> _EXERCISE OBJECTIVE_: What is needed here is every entry, retyped exactly.
── DATA
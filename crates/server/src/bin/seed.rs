use anyhow::Context;
use config::Settings;
use db::DBService;
use services::services::seed::{ADMIN_EMAIL, seed_database};
use tracing_subscriber::{EnvFilter, prelude::*};

#[tokio::main]
async fn main() -> anyhow::Result<()> {
    let env_filter = EnvFilter::try_from_default_env()
        .or_else(|_| EnvFilter::try_new("warn,seed=info,services=info,db=info"))
        .context("Failed to create tracing filter")?;
    tracing_subscriber::registry()
        .with(tracing_subscriber::fmt::layer().with_filter(env_filter))
        .init();

    let settings = Settings::from_env();
    let db = DBService::new(&settings.database_url)
        .await
        .with_context(|| format!("Failed to open {}", settings.database_url))?;

    let report = seed_database(&db.pool, settings.default_theme_status()).await?;
    tracing::info!(
        admin_created = report.admin_created,
        teams = report.teams,
        project_types = report.project_types,
        task_types = report.task_types,
        theme_created = report.theme_created,
        "Seeding finished"
    );
    if report.admin_created {
        tracing::info!(email = ADMIN_EMAIL, "Default admin account is ready");
    }
    Ok(())
}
────
> _EXERCISE OUTPUT_:
filename crates/server/src/bin/seed.rs
use anyhow::Context;
use config::Settings;
use db::DBService;
use services::services::seed::{ADMIN_EMAIL, seed_database};
use tracing_subscriber::{EnvFilter, prelude::*};

#[tokio::main]
async fn main() -> anyhow::Result<()> {
    let env_filter = EnvFilter::try_from_default_env()
        .or_else(|_| EnvFilter::try_new("warn,seed=info,services=info,db=info"))
        .context("Failed to create tracing filter")?;
    tracing_subscriber::registry()
        .with(tracing_subscriber::fmt::layer().with_filter(env_filter))
        .init();

    let settings = Settings::from_env();
    let db = DBService::new(&settings.database_url)
        .await
        .with_context(|| format!("Failed to open {}", settings.database_url))?;

    let report = seed_database(&db.pool, settings.default_theme_status()).await?;
    tracing::info!(
        admin_created = report.admin_created,
        teams = report.teams,
        project_types = report.project_types,
        task_types = report.task_types,
        theme_created = report.theme_created,
        "Seeding finished"
    );
    if report.admin_created {
        tracing::info!(email = ADMIN_EMAIL, "Default admin account is ready");
    }
    Ok(())
}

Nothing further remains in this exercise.